Los Prisioneros. Grupo de rock

—¡Oiga! ¡Oiga, usted! ¡¿Podría darme mis pastillas, por favor?! ¡Oiga!...

—Parece que no te ha escuchado, mi amor, insístele.

—Mejor díselo tú en un sueco más clarito. De repente no me ha entendido, esa condenada.

—Bueno, bueno, estate quietecito —se sobreparó, dio algunos pasos acelerados y conversó con una mujer rubia, quien bebía una copa de café, extraído de una máquina. Al regresar, dijo en tono airado:—. Toma, mi amor, la condenada sólo me dio una pastilla, a pesar de que le reiteré de que por tu dolor necesitabas aumentar la dosis.

—Déjala, amorcito, ella sólo hace su trabajo.

—Está bien, pero al menos debe mostrar educación, tratando a las personas con más respeto. Fíjate que cuando le hablé, ni siquiera me miró a los ojos. Me pareció arrogante e indiferente. Además, ¡cómo va a priorizar su café en lugar de tu dolor! ¡Qué demuestre al menos que representa a una autoridad y que tiene sentimientos y estudios!

*****************

—¿Estudios? ¡Qué va, Teresa! ¿Que tendrán que dejar sus estudios?

—Sí, Ana, sí. Mi Fabián y mi Celeste tendrán que abandonar los estudios.

—¿Y por qué? ¿Qué es lo que ha pasado?

—No lo puedo decir muy alto, tú sabes que aquí no se sabe si alguien habla o entiende español, pues hija.

—Habla nomás, Teresita. No te preocupes, acércate y dímelo bajito. Soy toda oídos.

—Es que nos llegó la negativa, Ana, y no sé qué hacer, estoy preocupada. Mis hijos, que eran mi esperanza, ya no pueden retornar a la escuela... y ellos se sienten muy mal...

—¿Estás segura de que tus hijos no pueden seguir yendo a la escuela?

—Claro que estoy segura, hija. Sabes, cuando nos llegó la negativa también nos cayó la policía y casi decimos adiós a Suecia.

—¿Cómo así? ¿Cómo así?

—...,...,...

—Habla nomás, Teresa, la gente no escucha. Además, el ruido del tren distrae a los oídos chismosos.

*****************

—¡Chismosos de m..! ¡Amor, esos son unos chismosos de m..!

—Amorcito, por favor, no digas groserías, qué dirá la gente.
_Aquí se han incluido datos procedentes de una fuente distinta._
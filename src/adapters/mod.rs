// Adapters - External system implementations

pub mod esri_ascii;
pub mod local_fs;
pub mod netcdf_mesh;
pub mod spreadsheet;
pub mod toml_config;
pub mod tracing_log;

// Re-export adapters
pub use esri_ascii::EsriAsciiAdapter;
pub use local_fs::LocalFsAdapter;
pub use netcdf_mesh::NetcdfMeshAdapter;
pub use spreadsheet::SpreadsheetAdapter;
pub use toml_config::TomlConfigAdapter;
pub use tracing_log::TracingLogAdapter;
Dime, ¿quiénes? ¿Quiénes son los chismosos?

—Esos dos que están sentados en aquella banca de la esquina. Hace rato que nos están echando unas miradas raras.

—No les hagas caso. Tómalo con humor, de repente les llama la atención la forma en que caminas o te sientas... ¿Quién sabe si les atraes, amorcito?

—¿Atraerle a esos dos? Ni lo diiiigas. No son de los tipos que a mí me encantan. ¡No, no y nooooo! No me gustan los hombres chatos, ni mucho menos gordos.

—Cálmate, cálmate, amorcito.

—Tienes razón, mejor no pienso en eso —dijo y volteó el rostro, como dando una bofetada al ambiente, con su cabellera lacia, tersa, que le llegaba hasta los hombros y continuó diciendo:—. ¡Ni falta que me hacen sus miradas, jjuuuu! Me basta contigo. Además, tú sabes que me gustan los hombres como tú, delgados y con estilo.

—Qué agradable piropo, amorcito... Ya me está pasando el dolor. Gracias por acompañarme, no sabes cuánto significa para mí que estés a mi lado.

—Tú sabes que siempre estaré contigo. Imagínate todo lo que hemos pasado juntos. Eso me recuerda a la tía Enriqueta, la de la Perla, quien en las reuniones familiares y mirando las caras atentas de todos, decía: “Para eso estamos, para acompañarnos en las buenas y en las malas”.

—Qué tierna y nostálgica te pones.

—¿Te acuerdas cuando nos encontramos por primera vez?

—Claro, cómo lo voy a olvidar. Si fue una noche de enero, en el Fashing.

—¡Veinte de enero, amor, veinte de enero y justo a las once de la noche!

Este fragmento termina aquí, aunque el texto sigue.